Она появилась с длинной, узкой коробкой, завернутой в коричневую бумагу, поставила ее передо мной со словами: «Орхидеи от какой-то поклонницы» — и направилась на кухню.
Я посмотрел на коробку и прикусил губу. Мои губы пересохли и растрескались от постоянного курения. Я зажег новую сигарету и задумался, как мне пережить этот день. Для решения подобной проблемы нужна немалая изобретательность. Я выглянул в окно. Дождь продолжал лить. Я решительно разрезал хлебным ножом веревку на коробке.
На самом деле во мне не было никакого боевого задора. Мне не хотелось получать новые удары судьбы. Палмер и без того вывел меня из равновесия. Если он сознательно решил воздвигнуть барьер на пути моих устремлений, то не мог бы сделать это лучше, и я наполовину поверил, что он все знал. Но тут в моей душе еще более властно и неумолимо возник образ Гонории, покачивающей головой, — таинственной и потерянной для меня Гонории. Я снял с коробки обертку.
Палмер не знал, но сейчас неважно, знал он или нет. Эта демоническая пара уедет отсюда в Лос-Анджелес, Сан-Франциско или в Токио, и мы с Антонией забудем о них. Будем жить скучной и тусклой жизнью — разбитые, с подавленными желаниями. Только это нам и остается. Я открыл коробку.
В ней лежало что-то темное. Я с недоумением и отвращением всмотрелся повнимательнее, размышляя, что же это такое. Потом поднялся и передвинул коробку к свету, надеясь разглядеть получше. Мне не хотелось дотрагиваться до этого, но все же я очень осторожно прикоснулся, и тут до меня дошло, что это человеческие волосы. Мне понадобилось еще одно мгновение, чтобы узнать длинные, густые пряди Джорджи, ее великолепные темные, с каштановым отливом волосы. Я вскочил и на всем ходу столкнулся в дверях с Антонией.
— Джорджи, — выкрикнул я. — Джорджи! — И принялся стучать в закрытую дверь комнаты. Но в ответ не донеслось ни звука.
Садясь в машину, я на прощанье возбужденно объяснил Антонии, что с Джорджи, должно быть, все в порядке, раз она по-прежнему с Александром. Однако Антония сообщила мне, что Александр позвонил из Ремберса прошлым вечером, когда меня не было, и сказал, что Джорджи не поехала с ним и осталась в Лондоне. Впрочем, Антония не разделяла моего беспокойства, посчитав его совершенно беспричинным. Я снова постучал.

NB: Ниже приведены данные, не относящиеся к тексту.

//! `deppy completions` command

use std::io;

use anyhow::Result;
use clap::CommandFactory;
use clap_complete::generate;

use crate::cli::{Cli, CompletionsArgs};

pub fn execute(args: CompletionsArgs) -> Result<()> {
    let mut cmd = Cli::command();
    let bin = cmd.get_name().to_string();
    generate(args.shell, &mut cmd, bin, &mut io::stdout());
    Ok(())
}
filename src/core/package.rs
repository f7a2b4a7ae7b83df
//! Package - a Go package as reported by the package loader.
//!
//! Field names follow the JSON emitted by `go list -json`, so a `Package`
//! can be decoded directly from the toolchain's output.

use std::path::{Path, PathBuf};

use serde::{Deserialize, Serialize};

/// A single Go package and its place in the GOPATH.
#[derive(Debug, Clone, Default, PartialEq, Eq, Serialize, Deserialize)]
#[serde(rename_all = "PascalCase", default)]
pub struct Package {
    /// Directory containing the package sources
    pub dir: PathBuf,

    /// Import path of the package
    pub import_path: String,

    /// GOPATH workspace (or GOROOT) containing the package
    pub root: PathBuf,

    /// Whether this is a standard library package
    pub standard: bool,

    /// All (recursively) imported dependencies
    pub deps: Vec<String>,

    /// Imports from `_test.go` files of the same package
    pub test_imports: Vec<String>,

    /// Imports from `_test.go` files of the external test package
    #[serde(rename = "XTestImports")]
    pub x_test_imports: Vec<String>,

    /// Go source files
    pub go_files: Vec<String>,

    /// Go source files that import "C"
    pub cgo_files: Vec<String>,

    /// Go source files ignored due to build constraints
    pub ignored_go_files: Vec<String>,

    /// `_test.go` files in the package
    pub test_go_files: Vec<String>,

    /// `_test.go` files outside the package
    #[serde(rename = "XTestGoFiles")]
    pub x_test_go_files: Vec<String>,

    /// Error loading the package, if any
    #[serde(skip_serializing_if = "Option::is_none")]
    pub error: Option<PackageError>,
}

/// Error reported by the loader for a package it could not load.
#[derive(Debug, Clone, Default, PartialEq, Eq, Serialize, Deserialize)]
#[serde(rename_all = "PascalCase", default)]
pub struct PackageError {
    /// Error message
    pub err: String,
}

impl Package {
    /// Create a package with the given import path and directory.
    pub fn new(import_path: impl Into<String>, dir: impl Into<PathBuf>) -> Self {
        Package {
            import_path: import_path.into(),
            dir: dir.into(),
            ..Default::default()
        }
    }

    /// Get the loader error message, if the package failed to load.
    pub fn error_message(&self) -> Option<&str> {
        self.error
            .as_ref()
            .map(|e| e.err.as_str())
            .filter(|e| !e.is_empty())
    }

    /// The `src` directory of the workspace containing this package.
    pub fn src_root(&self) -> PathBuf {
        self.root.join("src")
    }

    /// All Go source files of the package, as absolute paths.
    pub fn source_files(&self) -> Vec<PathBuf> {
        let dir: &Path = &self.dir;
        self.go_files
            .iter()
            .chain(&self.cgo_files)
            .chain(&self.ignored_go_files)
            .chain(&self.test_go_files)
            .chain(&self.x_test_go_files)
            .map(|f| dir.join(f))
            .collect()
    }

    /// Imports of both kinds of test files.
    pub fn all_test_imports(&self) -> impl Iterator<Item = &String> {
        self.test_imports.iter().chain(&self.x_test_imports)
    }
}
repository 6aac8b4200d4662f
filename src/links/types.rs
use serde::{Deserialize, Serialize};

use super::favicon;
use super::onenote::{DeepLink, NotebookTarget};

fn new_id() -> String {
    uuid::Uuid::new_v4().to_string()
}

#[derive(Serialize, Deserialize, Clone, Debug, PartialEq, Eq)]
pub struct LinkRecord {
    #[serde(default)]
    pub id: String,
    pub url: String,
    #[serde(default)]
    pub title: String,
    #[serde(default)]
    pub description: String,
    #[serde(default)]
    pub favicon_data: Option<String>,
    #[serde(default)]
    pub is_onenote: bool,
}

impl LinkRecord {
    pub fn new(url: impl Into<String>) -> Self {
        let url = url.into();
        Self {
            id: new_id(),
            title: url.clone(),
            url,
            description: String::new(),
            favicon_data: None,
            is_onenote: false,
        }
    }

    // Returns None when the record cannot be stored at all (empty url).
    pub fn validated(mut self) -> Option<Self> {
        self.url = self.url.trim().to_string();
        if self.url.is_empty() {
            return None;
        }
        if self.id.trim().is_empty() {
            self.id = new_id();
        }
        if self.title.trim().is_empty() {
            self.title = self.url.clone();
        }
        if let Some(data) = self.favicon_data.as_deref() {
            if favicon::decode(data).is_none() {
                self.favicon_data = None;
            }
        }
        Some(self)
    }
}

#[derive(Serialize, Clone, Debug)]
pub struct LinkView {
    pub id: String,
    pub url: String,
    pub title: String,
    pub description: String,
    pub is_onenote: bool,
    pub kind: Option<NotebookTarget>,
    pub icon: Option<String>,
}

impl From<&LinkRecord> for LinkView {
    fn from(record: &LinkRecord) -> Self {
        Self {
            id: record.id.clone(),
            url: record.url.clone(),
            title: record.title.clone(),
            description: record.description.clone(),
            is_onenote: record.is_onenote,
            kind: record
                .is_onenote
                .then(|| DeepLink::parse(&record.url).map(|link| link.target()))
                .flatten(),
            icon: record.favicon_data.as_deref().and_then(favicon::data_url),
        }
    }
}
use thiserror::Error;

#[derive(Debug, Error, PartialEq, Eq)]
pub enum LinkError {
    #[error("Please enter a valid link.")]
    EmptyInput,
    #[error("no link with id {0}")]
    NotFound(String),
    #[error("failed to save links: {0}")]
    Store(String),
}
mod links;
mod state;
mod tray;

use quicklinks::{AppPaths, FetchConfig};
use serde::Serialize;
use tauri::{Manager, WindowEvent};

fn init_tracing() {
    let filter = tracing_subscriber::EnvFilter::try_from_default_env().unwrap_or_else(|_| {
        tracing_subscriber::EnvFilter::new("info,quicklinks=info,quicklinks_desktop_lib=info")
    });

    let _ = tracing_subscriber::fmt()
        .with_env_filter(filter)
        .with_target(false)
        .try_init();
}

#[derive(Serialize)]
struct AppInfo {
    name: String,
    version: String,
    identifier: String,
    links_file: String,
}

#[tauri::command]
fn app_info(app: tauri::AppHandle, state: tauri::State<'_, state::LinksState>) -> AppInfo {
    let package = app.package_info();
    let config = app.config();
    AppInfo {
        name: package.name.clone(),
        version: package.version.to_string(),
        identifier: config.identifier.clone(),
        links_file: state.links_file().display().to_string(),
    }
}

#[cfg_attr(mobile, tauri::mobile_entry_point)]
pub fn run() {
    init_tracing();

    tauri::Builder::default()
        .setup(|app| {
            let paths = AppPaths::platform_default()?;
            paths.ensure()?;
            tracing::info!(path = %paths.links_file().display(), "opening link store");
            app.manage(state::LinksState::open(&paths, FetchConfig::default()));
            tray::install(app.handle())?;
            Ok(())
        })
        .on_window_event(|window, event| {
            if let WindowEvent::CloseRequested { api, .. } = event {
                if window.label() == tray::MAIN_WINDOW {
                    let _ = window.hide();
                    api.prevent_close();
                }
            }
        })
        .plugin(tauri_plugin_dialog::init())
        .plugin(tauri_plugin_opener::init())
        .invoke_handler(tauri::generate_handler![
            app_info,
            links::links_list,
            links::link_add,
            links::link_remove,
            links::link_open,
            links::link_open_notebook,
            links::link_open_section
        ])
        .run(tauri::generate_context!())
        .expect("error while running tauri application");
}
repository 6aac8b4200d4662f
fn main() {
    tauri_build::build()
}
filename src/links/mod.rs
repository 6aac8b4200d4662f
pub mod favicon;
pub mod fetch;
pub mod html;
pub mod input;
pub mod onenote;
pub mod service;
pub mod store;
pub mod types;

pub use fetch::MetadataFetcher;
pub use onenote::{DeepLink, NotebookTarget};
pub use service::OpenTarget;
pub use store::LinkStore;
pub use types::{LinkRecord, LinkView};
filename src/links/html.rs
use std::sync::OnceLock;

use regex::Regex;
use url::Url;

type Cached = OnceLock<Option<Regex>>;

fn compiled(cell: &'static Cached, pattern: &str) -> Option<&'static Regex> {
    cell.get_or_init(|| Regex::new(pattern).ok()).as_ref()
}

// Comments and declarations come first so their contents never yield tags.
// Quoted attribute values may contain '>' and may run to the end of input.
fn markup_re() -> Option<&'static Regex> {
    static RE: Cached = OnceLock::new();
    compiled(
        &RE,
        r#"(?i)<!--(?s:.*?)(?:-->|\z)|<[!?][^>]*>?|<(/?)([a-z][a-z0-9-]*)((?:[^>"']|"[^"]*"?|'[^']*'?)*)>?"#,
    )
}

fn attr_re() -> Option<&'static Regex> {
    static RE: Cached = OnceLock::new();
    compiled(
        &RE,
        r#"([^\s"'>/=]+)(?:\s*=\s*(?:"([^"]*)"?|'([^']*)'?|([^\s>]+)))?"#,
    )
}

fn raw_text_end_re(name: &str) -> Option<&'static Regex> {
    static SCRIPT: Cached = OnceLock::new();
    static STYLE: Cached = OnceLock::new();
    match name {
        "script" => compiled(&SCRIPT, r"(?i)</script"),
        "style" => compiled(&STYLE, r"(?i)</style"),
        _ => None,
    }
}

fn title_end_re() -> Option<&'static Regex> {
    static RE: Cached = OnceLock::new();
    compiled(&RE, r"(?i)</title")
}

#[derive(Debug, Clone, PartialEq, Eq)]
pub struct Tag {
    pub name: String,
    pub closing: bool,
    pub attrs: Vec<(String, String)>,
    pub end: usize,
}

impl Tag {
    pub fn attr(&self, name: &str) -> Option<&str> {
        self.attrs
            .iter()
            .find(|(k, _)| k == name)
            .map(|(_, v)| v.as_str())
    }
}

fn parse_attrs(raw: &str) -> Vec<(String, String)> {
    let Some(re) = attr_re() else {
        return Vec::new();
    };
    re.captures_iter(raw)
        .filter_map(|c| {
            let name = c.get(1)?.as_str().to_ascii_lowercase();
            let value = c
                .get(2)
                .or_else(|| c.get(3))
                .or_else(|| c.get(4))
                .map_or("", |m| m.as_str());
            Some((name, decode_entities(value)))
        })
        .collect()
}

pub struct TagScanner<'a> {
    html: &'a str,
    pos: usize,
}

impl<'a> TagScanner<'a> {
    pub fn new(html: &'a str) -> Self {
        Self { html, pos: 0 }
    }
}

impl Iterator for TagScanner<'_> {
    type Item = Tag;

    fn next(&mut self) -> Option<Tag> {
        let re = markup_re()?;
        loop {
            let caps = re.captures_at(self.html, self.pos)?;
            let end = caps.get(0)?.end();
            self.pos = end;
            let Some(name) = caps.get(2) else {
                continue;
            };

            let closing = caps.get(1).is_some_and(|m| !m.as_str().is_empty());
            let name = name.as_str().to_ascii_lowercase();
            if closing {
                return Some(Tag {
                    name,
                    closing,
                    attrs: Vec::new(),
                    end,
                });
            }

            let attrs = caps.get(3).map_or_else(Vec::new, |m| parse_attrs(m.as_str()));
            if let Some(close) = raw_text_end_re(&name) {
                self.pos = close
                    .find_at(self.html, end)
                    .map_or(self.html.len(), |m| m.start());
            }
            return Some(Tag {
                name,
                closing,
                attrs,
                end,
            });
        }
    }
}

pub fn decode_entities(s: &str) -> String {
    html_escape::decode_html_entities(s).into_owned()
}

fn non_empty(s: &str) -> Option<String> {
    let s = s.trim();
    if s.is_empty() {
        None
    } else {
        Some(s.to_string())
    }
}

pub fn extract_title(html: &str) -> Option<String> {
    let tag = TagScanner::new(html).find(|t| !t.closing && t.name == "title")?;
    let end = title_end_re()
        .and_then(|re| re.find_at(html, tag.end))
        .map_or(html.len(), |m| m.start());
    non_empty(&decode_entities(&html[tag.end..end]))
}

// A later description tag replaces an earlier one, even when it is empty.
pub fn extract_description(html: &str) -> Option<String> {
    let tag = TagScanner::new(html)
        .filter(|t| !t.closing && t.name == "meta")
        .filter(|t| {
            t.attr("name")
                .is_some_and(|n| n.eq_ignore_ascii_case("description"))
        })
        .last()?;
    tag.attr("content").and_then(non_empty)
}

// Only the first rel="icon" link is considered; other rel values such as
// "shortcut icon" do not qualify.
pub fn find_icon_href(html: &str) -> Option<String> {
    let tag = TagScanner::new(html).find(|t| {
        !t.closing
            && t.name == "link"
            && t.attr("rel").is_some_and(|rel| rel.eq_ignore_ascii_case("icon"))
    })?;
    tag.attr("href").and_then(non_empty)
}

pub fn default_favicon_url(page: &Url) -> Option<Url> {
    let host = page.host_str()?;
    let authority = match page.port() {
        Some(port) => format!("{host}:{port}"),
        None => host.to_string(),
    };
    Url::parse(&format!("{}://{authority}/favicon.ico", page.scheme())).ok()
}

pub fn favicon_url(html: &str, page: &Url) -> Option<Url> {
    find_icon_href(html)
        .and_then(|href| page.join(&href).ok())
        .or_else(|| default_favicon_url(page))
}
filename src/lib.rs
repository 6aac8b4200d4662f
pub mod config;
pub mod error;
pub mod io_atomic;
pub mod links;
pub mod paths;

pub use config::FetchConfig;
pub use error::LinkError;
pub use paths::AppPaths;

pub const APP_TITLE: &str = "QUICK LINKS";
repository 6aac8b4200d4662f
use crate::error::LinkError;

use super::fetch::MetadataFetcher;
use super::onenote::notebook_url;
use super::store::LinkStore;
use super::types::{LinkRecord, LinkView};

#[derive(Debug, Clone, Copy, PartialEq, Eq)]
pub enum OpenTarget {
    Link,
    Notebook,
    Section,
}

pub fn list_views(store: &LinkStore) -> Vec<LinkView> {
    store.records().iter().map(LinkView::from).collect()
}

pub fn add_link(
    store: &mut LinkStore,
    fetcher: &MetadataFetcher,
    raw_input: &str,
) -> Result<LinkRecord, LinkError> {
    let record = fetcher.fetch(raw_input)?;
    store.add(record)
}

pub fn remove_link(
    store: &mut LinkStore,
    id: &str,
    confirm: impl FnOnce(&LinkRecord) -> bool,
) -> Result<bool, LinkError> {
    let record = store
        .get(id)
        .ok_or_else(|| LinkError::NotFound(id.to_string()))?;
    if !confirm(record) {
        return Ok(false);
    }
    Ok(store.remove(id)?.is_some())
}

pub fn open_url(store: &LinkStore, id: &str, target: OpenTarget) -> Result<String, LinkError> {
    let record = store
        .get(id)
        .ok_or_else(|| LinkError::NotFound(id.to_string()))?;
    let url = match target {
        OpenTarget::Notebook if record.is_onenote => notebook_url(&record.url),
        _ => record.url.clone(),
    };
    Ok(url)
}

#[cfg(test)]
mod tests {
    use super::*;
    use crate::config::FetchConfig;
    use std::path::PathBuf;

    struct TempSpace {
        root: PathBuf,
    }

    impl TempSpace {
        fn new() -> Self {
            let root = std::env::temp_dir()
                .join(format!("quicklinks-service-test-{}", uuid::Uuid::new_v4()));
            std::fs::create_dir_all(&root).expect("temp space should be created");
            Self { root }
        }

        fn store(&self) -> LinkStore {
            LinkStore::open(self.root.join("quick_links.json"))
        }
    }

    impl Drop for TempSpace {
        fn drop(&mut self) {
            let _ = std::fs::remove_dir_all(&self.root);
        }
    }

    const NOTEBOOK_PAGE: &str = "onenote:https://d.docs.live.net/abc/Documents/MyNotebook/Scripts.one#Get AD Users&section-id=S&page-id=P&end";

    fn fetcher() -> MetadataFetcher {
        MetadataFetcher::new(FetchConfig::default()).expect("client should build")
    }

    #[test]
    fn empty_input_is_rejected_without_touching_the_store() {
        let space = TempSpace::new();
        let mut store = space.store();
        let err = add_link(&mut store, &fetcher(), " \n ").unwrap_err();
        assert_eq!(err, LinkError::EmptyInput);
        assert_eq!(err.to_string(), "Please enter a valid link.");
        assert!(store.records().is_empty());
    }

    #[test]
    fn added_link_is_persisted_and_listed() {
        let space = TempSpace::new();
        let mut store = space.store();
        let record = add_link(&mut store, &fetcher(), NOTEBOOK_PAGE).expect("add");

        let views = list_views(&space.store());
        assert_eq!(views.len(), 1);
        assert_eq!(views[0].id, record.id);
        assert_eq!(views[0].title, "📄 Get AD Users (MyNotebook/Scripts)");
        assert!(views[0].is_onenote);
        assert!(views[0].icon.is_none());
    }

    #[test]
    fn remove_requires_confirmation() {
        let space = TempSpace::new();
        let mut store = space.store();
        let record = add_link(&mut store, &fetcher(), "note://somewhere").expect("add");

        assert!(!remove_link(&mut store, &record.id, |_| false).expect("declined"));
        assert_eq!(store.records().len(), 1);

        let mut seen = None;
        let removed = remove_link(&mut store, &record.id, |r| {
            seen = Some(r.url.clone());
            true
        })
        .expect("confirmed");
        assert!(removed);
        assert_eq!(seen.as_deref(), Some("note://somewhere"));
        assert!(space.store().records().is_empty());
    }

    #[test]
    fn unknown_ids_are_reported() {
        let space = TempSpace::new();
        let mut store = space.store();
        assert_eq!(
            remove_link(&mut store, "missing", |_| true).unwrap_err(),
            LinkError::NotFound("missing".to_string())
        );
        assert!(open_url(&store, "missing", OpenTarget::Link).is_err());
    }

    #[test]
    fn open_targets_for_notebook_links() {
        let space = TempSpace::new();
        let mut store = space.store();
        let page = add_link(&mut store, &fetcher(), NOTEBOOK_PAGE).expect("add");
        let web = add_link(&mut store, &fetcher(), "ftp://files.test/a/b/c/d").expect("add");

        assert_eq!(
            open_url(&store, &page.id, OpenTarget::Notebook).unwrap(),
            "onenote:https://d.docs.live.net/abc/Documents/MyNotebook"
        );
        assert_eq!(
            open_url(&store, &page.id, OpenTarget::Section).unwrap(),
            NOTEBOOK_PAGE
        );
        assert_eq!(
            open_url(&store, &web.id, OpenTarget::Notebook).unwrap(),
            "ftp://files.test/a/b/c/d"
        );
    }
}
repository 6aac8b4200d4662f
use std::path::{Path, PathBuf};

pub const APP_DIR_NAME: &str = "QuickLinks";
pub const LINKS_FILE_NAME: &str = "quick_links.json";

#[derive(Debug, Clone)]
pub struct AppPaths {
    root: PathBuf,
}

impl AppPaths {
    pub fn new(root: impl Into<PathBuf>) -> Self {
        Self { root: root.into() }
    }

    // `%APPDATA%` on Windows, `~/.config` on Linux, `~/Library/Application Support` on macOS.
    pub fn platform_default() -> Result<Self, String> {
        let base = dirs::config_dir()
            .or_else(|| dirs::home_dir().map(|home| home.join(".config")))
            .ok_or_else(|| "could not resolve a per-user config directory".to_string())?;
        Ok(Self::new(base.join(APP_DIR_NAME)))
    }

    pub fn root(&self) -> &Path {
        &self.root
    }

    pub fn links_file(&self) -> PathBuf {
        self.root.join(LINKS_FILE_NAME)
    }

    pub fn ensure(&self) -> Result<&Path, String> {
        std::fs::create_dir_all(&self.root).map_err(|e| {
            format!(
                "failed to create storage directory {}: {e}",
                self.root.display()
            )
        })?;
        Ok(&self.root)
    }
}

#[cfg(test)]
mod tests {
    use super::*;

    #[test]
    fn links_file_lives_under_root() {
        let paths = AppPaths::new("/tmp/ql");
        assert_eq!(paths.links_file(), PathBuf::from("/tmp/ql/quick_links.json"));
    }

    #[test]
    fn ensure_creates_missing_directory() {
        let root = std::env::temp_dir()
            .join(format!("quicklinks-paths-{}", uuid::Uuid::new_v4()))
            .join(APP_DIR_NAME);
        let paths = AppPaths::new(&root);
        assert!(!root.exists());
        paths.ensure().expect("directory should be created");
        assert!(root.is_dir());
        let _ = std::fs::remove_dir_all(root.parent().expect("parent"));
    }
}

Ответом было лишь давящее молчание. Разумеется, нелепо так пугаться неизвестно чего. Волосы считаются важной приметой в толковании снов, но глупо применять эту логику к жизни. Несомненно, подарок Джорджи что-то символизировал, но это была всего лишь горькая шутка. Наверное, она где-нибудь в ближайшей библиотеке, а я тут стою у запертой двери ее пустой комнаты. Но мне не удалось себя в этом убедить. Я знал, что так просто отсюда не уйду. Я подумал, не стоит ли мне еще позвонить по телефону, хотя я успел обзвонить все места, где она могла находиться. Теперь мне хотелось лишь одного — войти в комнату, словно мой приход был способен предотвратить беду. Запертая дверь манила меня как магнит. Я решил подождать, но вдруг мне почудился оттуда какой-то звук. Я при-ложил ухо к замочной скважине и затаил дыхание. Через минуту снова послышался звук, потом он донесся до меня в третий раз. В комнате кто-то тяжело, прерывисто дышал. Я распрямился и застыл. Услышанное перепугало меня.